··· Dataset entries
// Bounded retry with a fixed delay for exchange calls

use std::future::Future;
use std::time::Duration;
use tokio::time::sleep;
use tracing::{error, warn};

use crate::config::ExchangeConfig;
use crate::error::{DeskError, DeskResult};

/// Retries timeouts only, a fixed number of times, with a constant pause.
/// Any other error is returned on the spot.
#[derive(Debug, Clone, PartialEq)]
pub struct RetryPolicy {
    max_attempts: u32,
    delay: Duration,
}

impl RetryPolicy {
    pub fn new(max_attempts: u32, delay: Duration) -> Self {
        Self {
            max_attempts: max_attempts.max(1),
            delay,
        }
    }

    pub fn from_config(config: &ExchangeConfig) -> Self {
        Self::new(config.retries, config.retry_delay())
    }

    pub fn max_attempts(&self) -> u32 {
        self.max_attempts
    }

    pub fn delay(&self) -> Duration {
        self.delay
    }

    pub async fn execute<F, Fut, T>(&self, operation: &str, mut call: F) -> DeskResult<T>
    where
        F: FnMut() -> Fut,
        Fut: Future<Output = DeskResult<T>>,
    {
        for attempt in 1..=self.max_attempts {
            match call().await {
                Ok(value) => return Ok(value),
                Err(err) if err.is_retryable() => {
                    warn!(
                        "⏳ Timeout on {} (attempt {}/{}): {}",
                        operation, attempt, self.max_attempts, err
                    );
                    if attempt < self.max_attempts {
                        sleep(self.delay).await;
                    }
                }
                Err(err) => {
                    error!("❌ Unexpected error in {}: {}", operation, err);
                    return Err(err);
                }
            }
        }

        Err(DeskError::RetriesExhausted {
            operation: operation.to_string(),
            attempts: self.max_attempts,
        })
    }
}

impl Default for RetryPolicy {
    fn default() -> Self {
        Self::new(3, Duration::from_secs(2))
    }
}
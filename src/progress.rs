//! Progress spinner for exchange fetches
//!
//! Visual feedback while the dashboard waits on the network, using the
//! indicatif crate.

use indicatif::{ProgressBar, ProgressStyle};
use std::time::Duration;

/// Spinner for single network round-trips
pub struct Spinner {
    pub spinner: ProgressBar,
}

impl Spinner {
    pub fn new(message: &str) -> Self {
        let spinner = ProgressBar::new_spinner();
        let style = ProgressStyle::default_spinner()
            .template("{spinner:.green} {msg}")
            .unwrap_or_else(|_| ProgressStyle::default_spinner())
            .tick_strings(&["⠋", "⠙", "⠹", "⠸", "⠼", "⠴", "⠦", "⠧", "⠇", "⠏"]);
        spinner.set_style(style);
        spinner.enable_steady_tick(Duration::from_millis(100));
        spinner.set_message(message.to_string());

        Self { spinner }
    }

    pub fn update(&self, message: &str) {
        self.spinner.set_message(message.to_string());
    }

    pub fn finish(&self, message: &str) {
        self.spinner.finish_with_message(format!("✅ {}", message));
    }

    pub fn finish_with_error(&self, message: &str) {
        self.spinner.finish_with_message(format!("❌ {}", message));
    }
}

#[cfg(test)]
mod tests {
    use super::*;

    #[test]
    fn test_spinner() {
        let spinner = Spinner::new("Fetching order book...");
        std::thread::sleep(Duration::from_millis(100));
        spinner.finish("Order book loaded");
    }
}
······
What to work on:
In the records above, locate each line with the word "ExchangeConfig". Copy all such lines.

Expected answer:
use crate::config::ExchangeConfig;
    pub fn from_config(config: &ExchangeConfig) -> Self {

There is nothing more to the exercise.